Meine Plenarrede: Die Zinsbremse ist wirksamer, gerechter und unbürokratischer als das Hessengeld

Die CDU hat sich im Mai-Plenum für ihr „Hessengeld“-Konzept gefeiert. Wir GRÜNE halten das für unwirksam und ungerecht. Darüber hinaus bricht es ein zentrales Wahlversprechen der CDU. Stattdessen schlagen wir GRÜNE eine Zinsbremse vor, um die Menschen in Hessen bei der Realisierung ihres Traums von den eigenen vier Wänden wirksamer zu fördern. Denn sie brauchen Unterstützung, wo sie der Schuh tatsächlich drückt: bei den derzeit hohen Kreditzinsen.

Sehr geehrte Frau Präsidentin, verehrte Kolleginnen und Kollegen,

„Die Grunderwerbsteuer geht aufs Haus“. Das hat die CDU im Wahlkampf plakatiert, rauf und runter gepostet und erzählt. Dabei wurde immer suggeriert: Für die erste selbst genutzte Immobilie wird die Grunderwerbsteuer nach dem Kauf zurückgezahlt.

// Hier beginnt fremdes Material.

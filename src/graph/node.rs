/// Context passed to graph nodes during rendering
///
/// - sample_rate: Audio sample rate (e.g., 44100.0)
/// - time: Voice-local time in seconds of the first frame in the block.
///   Zero is the instant the voice starts sounding.
#[derive(Debug, Clone, Copy, PartialEq)]
pub struct RenderCtx {
    pub sample_rate: f32,
    pub time: f64,
}

impl RenderCtx {
    pub fn new(sample_rate: f32, time: f64) -> Self {
        Self { sample_rate, time }
    }

    /// Voice-local time of frame `index` within the block.
    #[inline]
    pub fn time_at(&self, index: usize) -> f64 {
        self.time + index as f64 / self.sample_rate as f64
    }

    /// Context for the block that follows `frames` frames after this one.
    pub fn advanced(&self, frames: usize) -> Self {
        Self {
            sample_rate: self.sample_rate,
            time: self.time_at(frames),
        }
    }
}

/// A request to leave the sustain phase.
#[derive(Debug, Clone, Copy, PartialEq)]
pub struct Release {
    /// Voice-local instant the release begins.
    pub at: f64,
    /// Upper bound on the release length; `None` uses each envelope's own.
    pub fade: Option<f64>,
}

impl Release {
    pub fn natural(at: f64) -> Self {
        Self { at, fade: None }
    }

    pub fn fast(at: f64, fade: f64) -> Self {
        Self {
            at,
            fade: Some(fade),
        }
    }
}

/// Envelope phase of a sounding voice. Percussive envelopes go straight from
/// Decay to Silent; Silent is terminal.
#[cfg_attr(feature = "serde", derive(serde::Serialize, serde::Deserialize))]
#[derive(Debug, Clone, Copy, PartialEq, Eq)]
pub enum VoiceState {
    Attack,
    Decay,
    Sustain,
    Release,
    Silent,
}

/// Core trait for audio processing graph nodes
///
/// Nodes render mono blocks and respond to release requests.
pub trait GraphNode: Send {
    fn render_block(&mut self, out: &mut [f32], ctx: &RenderCtx);

    /// Begin releasing.
    ///
    /// Default implementation does nothing (passthrough nodes).
    fn note_off(&mut self, _release: &Release) {
        // Default: do nothing
    }

    /// Envelope phase, for nodes that own one.
    fn stage(&self) -> Option<VoiceState> {
        None
    }

    /// Check if this node still gates sound on its own
    ///
    /// Sources and filters return false and rely on the envelope that
    /// multiplies them. Voice management frees a voice once nothing in its
    /// graph is active.
    fn is_active(&self) -> bool {
        false
    }
}

/// Allow boxed graph nodes to be used as graph nodes (for dynamic dispatch)
impl GraphNode for Box<dyn GraphNode> {
    fn render_block(&mut self, out: &mut [f32], ctx: &RenderCtx) {
        (**self).render_block(out, ctx)
    }

    fn note_off(&mut self, release: &Release) {
        (**self).note_off(release)
    }

    fn stage(&self) -> Option<VoiceState> {
        (**self).stage()
    }

    fn is_active(&self) -> bool {
        (**self).is_active()
    }
}
//! Composable building blocks for voice graphs.
//!
//! Graph nodes wrap the low-level DSP primitives with what a voice needs:
//! voice-local time, block rendering, release requests and an activity flag
//! the engine uses to reclaim finished voices. The `extensions` module adds
//! fluent helpers so voices read as a signal chain.

/// Multiply a signal by an envelope.
pub mod amplify;
/// Tanh drive stage.
pub mod distortion;
/// Gain envelopes built on scheduled parameters.
pub mod envelope;
/// Fluent combinators (`.amplify()`, `.through()`, `.boxed()`).
pub mod extensions;
/// Biquad filter node.
pub mod filter;
/// Parallel summing of sources.
pub mod mix;
/// Core traits shared by all graph nodes.
pub mod node;
/// One-shot noise burst source.
pub mod noise;
/// Pitched oscillator source with automatable frequency.
pub mod oscillator;
/// Serial chaining of two nodes (source → effect).
pub mod through;

pub use node::{GraphNode, Release, RenderCtx, VoiceState};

Nach der Wahl wurden dann wohl auch in der Landesregierung mal die Taschenrechner ausgepackt. Als man dann plakativ auf die Baustelle gefahren ist, ins Wiesbadener Neubaugebiet, und dort die Eckpunkte des Hessengelds vorgestellt hat, mussten wir leider feststellen: Das Hessengeld bricht ein zentrales Wahlversprechen.

Wer dachte, die Grunderwerbsteuer geht aufs Haus oder spielt bei der Frage keine Rolle mehr, wie viel Geld man denn jetzt eigentlich für den Kauf und für die Nebenkosten in die Hand nehmen und einkalkulieren muss, wurde bitter enttäuscht.

Denn gut versteckt in den Förderbedingungen ist jetzt zu lesen: Die Zahlung wird auf zehn Jahre und zehn Teile gestreckt. Davon war im Wahlkampf nie die Rede; denn eigentlich sollte doch eine Familie mit zwei Kindern 30.000 Euro „aufs Haus“ bekommen – übrigens finanziert von der Gemeinschaft der Steuerzahlerinnen und Steuerzahler.

Jetzt ist es aber so: Diese Familie bekommt nach dem Kauf gerade einmal 3.000 Euro, und das für zehn Jahre. Natürlich ist das auch Geld, das wollen wir gar nicht bestreiten. Aber bei der Entscheidung, ob ich jetzt ein Haus kaufe oder nicht, geht der Effekt von 3.000 Euro gegen null.

Man dachte auch, jede Familie bekommt 30.000 Euro, wenn sie zwei Kinder hat. Dann dachte man sich: „Okay, das unterstützt da etwas mehr, wo die Immobilen günstiger sind. Dann bekommt man 30.000 Euro. Das ist im Verhältnis mehr. – Aber nein, die Zahlung ist auf die Höhe der Grunderwerbsteuer gedeckelt. Das heißt schon, lieber Kollege Reul, man bekommt mehr Unterstützung, je teurer die Immobilie ist, die man kauft.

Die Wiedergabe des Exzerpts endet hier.